[Saved entries]
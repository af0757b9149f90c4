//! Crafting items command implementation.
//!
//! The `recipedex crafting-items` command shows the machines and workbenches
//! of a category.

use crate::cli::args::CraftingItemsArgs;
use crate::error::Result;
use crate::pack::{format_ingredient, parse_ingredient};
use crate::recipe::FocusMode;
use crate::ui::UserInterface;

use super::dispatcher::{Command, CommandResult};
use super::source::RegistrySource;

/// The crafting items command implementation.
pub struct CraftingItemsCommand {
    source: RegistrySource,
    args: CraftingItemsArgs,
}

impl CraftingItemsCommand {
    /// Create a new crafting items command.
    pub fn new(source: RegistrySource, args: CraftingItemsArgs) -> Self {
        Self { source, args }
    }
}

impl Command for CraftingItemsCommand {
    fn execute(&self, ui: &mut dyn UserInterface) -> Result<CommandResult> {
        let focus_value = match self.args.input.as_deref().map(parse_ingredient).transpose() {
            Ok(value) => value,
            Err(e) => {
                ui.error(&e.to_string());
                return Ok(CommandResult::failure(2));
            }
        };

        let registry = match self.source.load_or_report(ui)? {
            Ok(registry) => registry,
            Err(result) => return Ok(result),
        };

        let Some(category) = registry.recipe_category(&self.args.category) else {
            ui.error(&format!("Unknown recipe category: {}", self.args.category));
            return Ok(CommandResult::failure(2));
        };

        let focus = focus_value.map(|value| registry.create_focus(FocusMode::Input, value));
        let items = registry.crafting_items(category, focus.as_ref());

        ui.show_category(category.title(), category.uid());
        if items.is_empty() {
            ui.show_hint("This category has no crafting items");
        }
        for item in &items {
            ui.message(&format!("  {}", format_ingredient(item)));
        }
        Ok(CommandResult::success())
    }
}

* PROBLEM DETAILS:
What you write should match, character for character, the lines from the one with "let focus_value = match" to the end of the data, both included.

* SOLUTION FOR THIS EXERCISE:
        let focus_value = match self.args.input.as_deref().map(parse_ingredient).transpose() {
            Ok(value) => value,
            Err(e) => {
                ui.error(&e.to_string());
                return Ok(CommandResult::failure(2));
            }
        };

        let registry = match self.source.load_or_report(ui)? {
            Ok(registry) => registry,
            Err(result) => return Ok(result),
        };

        let Some(category) = registry.recipe_category(&self.args.category) else {
            ui.error(&format!("Unknown recipe category: {}", self.args.category));
            return Ok(CommandResult::failure(2));
        };

        let focus = focus_value.map(|value| registry.create_focus(FocusMode::Input, value));
        let items = registry.crafting_items(category, focus.as_ref());

        ui.show_category(category.title(), category.uid());
        if items.is_empty() {
            ui.show_hint("This category has no crafting items");
        }
        for item in &items {
            ui.message(&format!("  {}", format_ingredient(item)));
        }
        Ok(CommandResult::success())
    }
}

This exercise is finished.